Distraction

Hickman, Jeffrey S., Richard J. Hanowski, and Joseph Bocanegra. Distraction in Commercial Truck and Buses: Assessing Prevalence and Risk in Conjunction with Crashes and Near Crashes. Blacksburg, VA: Virginia tech Transportation Institute, Center for Truck and Bus Safety, 2010. This research analyzes data on commercial trucks (3-axle and tractor trailer/tanker) and buses (transit and motor coaches) over a 1-year. Study results document the prevalence of cellular telephone distractions and the risk associated with performing related tasks while driving. Findings include the odds of involvement in a safety-critical event differed as a function of performing different cell phone-related sub-tasks while driving. More specifically, talking/listening on a cell phone while driving was generally found not to impact significantly the odds of involvement in a safety-critical event (and was even found to decrease the odds significantly in some cases), while other cell phone sub-tasks (e.g., texting, dialing, reaching) were found to increase significantly the odds of involvement in a safety-critical event. Analyses examine the likelihood of commercial drivers to use their cell phone under a fleet cell phone policy and State cell phone law.

Williams-Bergen, Eric., et al. Distracted Driving: What Research Shows and What States Can Do. Governors Highway Safety Association. July 7, 2011. This report reviews and summarizes distracted driving research available as of January 2011 to inform states and other organizations as they consider distracted driving countermeasures. It concentrates on distractions produced by cell phones, text messaging, and other electronic devices brought into the vehicle. It also considers other distractions that drivers choose to engage in, such as eating and drinking, personal grooming, reading, and talking to passengers. It addresses distractions associated with vehicle features only briefly. They have been studied extensively by automobile manufacturers, but states have little role in addressing them.
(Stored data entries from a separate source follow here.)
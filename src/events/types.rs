//! Event type definitions for the event channel
//!
//! `Intent`s flow from the presentation layer into the controller;
//! `Notice`s flow back out. Each variant corresponds to one named topic.

use serde::{Deserialize, Serialize};

use crate::battle::{Combatant, GameMode, TutorialAction, TutorialPhase};

/// Player/presentation requests consumed by the controller
#[derive(Debug, Clone, PartialEq, Eq, Serialize, Deserialize)]
#[serde(tag = "topic", content = "payload", rename_all = "kebab-case")]
pub enum Intent {
    /// Player cast a spell by name
    PlayerAction(String),
    StartBattle,
    HandleTutorialAction(TutorialAction),
    AdvanceTutorial,
    PlayNextTutorialAttack,
    /// Play one note, or two notes as a melodic interval
    PlaySound {
        note1: String,
        note2: Option<String>,
    },
    PlayGreatHarmonyTheme,
}

impl Intent {
    pub fn topic(&self) -> &'static str {
        match self {
            Intent::PlayerAction(_) => "player-action",
            Intent::StartBattle => "start-battle",
            Intent::HandleTutorialAction(_) => "handle-tutorial-action",
            Intent::AdvanceTutorial => "advance-tutorial",
            Intent::PlayNextTutorialAttack => "play-next-tutorial-attack",
            Intent::PlaySound { .. } => "play-sound",
            Intent::PlayGreatHarmonyTheme => "play-great-harmony-theme",
        }
    }

    /// Build an intent from a topic name and its textual payload
    pub fn from_topic(topic: &str, payload: Option<&str>) -> Result<Self, String> {
        let payload = payload.map(str::trim).filter(|p| !p.is_empty());
        match topic {
            "player-action" => payload
                .map(|p| Intent::PlayerAction(p.to_string()))
                .ok_or_else(|| "player-action needs a spell name".to_string()),
            "start-battle" => Ok(Intent::StartBattle),
            "handle-tutorial-action" => {
                let name = payload.ok_or("handle-tutorial-action needs Bend, Jump or Brace")?;
                TutorialAction::from_name(name)
                    .map(Intent::HandleTutorialAction)
                    .ok_or_else(|| format!("Unknown tutorial action '{}'", name))
            }
            "advance-tutorial" => Ok(Intent::AdvanceTutorial),
            "play-next-tutorial-attack" => Ok(Intent::PlayNextTutorialAttack),
            "play-sound" => {
                let mut notes = payload.unwrap_or_default().split_whitespace();
                let note1 = notes.next().ok_or("play-sound needs at least one note")?;
                Ok(Intent::PlaySound {
                    note1: note1.to_string(),
                    note2: notes.next().map(str::to_string),
                })
            }
            "play-great-harmony-theme" => Ok(Intent::PlayGreatHarmonyTheme),
            other => Err(format!("Unknown topic '{}'", other)),
        }
    }
}

/// State changes and narration published by the controller
#[derive(Debug, Clone, PartialEq, Eq, Serialize, Deserialize)]
#[serde(tag = "topic", content = "payload", rename_all = "kebab-case")]
pub enum Notice {
    UpdateHealth { combatant: Combatant, health: i32 },
    Message(String),
    SetGameState(GameMode),
    SetTutorialPhase(TutorialPhase),
    SetTutorialMessageIndex(usize),
    SetTutorialCombatIndex(usize),
    SetChoices(Vec<String>),
}

impl Notice {
    pub fn topic(&self) -> &'static str {
        match self {
            Notice::UpdateHealth { .. } => "update-health",
            Notice::Message(_) => "message",
            Notice::SetGameState(_) => "set-game-state",
            Notice::SetTutorialPhase(_) => "set-tutorial-phase",
            Notice::SetTutorialMessageIndex(_) => "set-tutorial-message-index",
            Notice::SetTutorialCombatIndex(_) => "set-tutorial-combat-index",
            Notice::SetChoices(_) => "set-choices",
        }
    }

    /// Get the event type code for compact serialization
    pub fn type_code(&self) -> &'static str {
        match self {
            Notice::UpdateHealth { .. } => "HP",
            Notice::Message(_) => "MG",
            Notice::SetGameState(_) => "GS",
            Notice::SetTutorialPhase(_) => "TP",
            Notice::SetTutorialMessageIndex(_) => "TM",
            Notice::SetTutorialCombatIndex(_) => "TC",
            Notice::SetChoices(_) => "CH",
        }
    }

    /// Payload rendered as plain text (used by scenario matching)
    pub fn payload_text(&self) -> String {
        match self {
            Notice::UpdateHealth { combatant, health } => format!("{} {}", combatant, health),
            Notice::Message(text) => text.clone(),
            Notice::SetGameState(mode) => mode.to_string(),
            Notice::SetTutorialPhase(phase) => phase.to_string(),
            Notice::SetTutorialMessageIndex(idx) | Notice::SetTutorialCombatIndex(idx) => {
                idx.to_string()
            }
            Notice::SetChoices(choices) => choices.join(", "),
        }
    }
}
Craft, R.H. & Preslopsky, B. (2010). Driver Distraction and Inattention in the United States Large Truck and National Motor Vehicle Crash Causation Studies. Washington, DC: Federal Motor Carrier Safety Administration. Presentation in slide format which uses statistical analysis to form summaries and conclusions regarding the relative causes of motor vehicle crashes.

Olson, Rebecca L., et al. Driver Distraction in Commercial Vehicle Operations. Virginia Tech Transportation Institute, Center for Truck and Bus Safety, 2008. This study investigates the impact of driver distraction in commercial motor vehicle (CMV) operations. Key findings include that drivers were engaged in non-driving related tasks in 71 percent of crashes, 46 percent of near-crashes, and 60 percent of all safety-critical events. Also, performing highly complex tasks while driving lead to a significant increase in risk. Eye glance analyses examined driver eye location while performing tasks while operating a CMV. Tasks associated with high odds ratios (increased risk) were also associated with high eyes off forward road times. This suggests that tasks that draw the driver’s visual attention away from the forward roadway should be minimized or avoided. Based on the results of the analyses, a number of recommendations are presented that may help address the issue of driver distraction in CMV operations.

Official U.S. Government website for Distracted Driving. This website offers information for all sorts of users ranging from employers to parents on the subject of distracted driving, its causes, and what can be done to promote driver safety.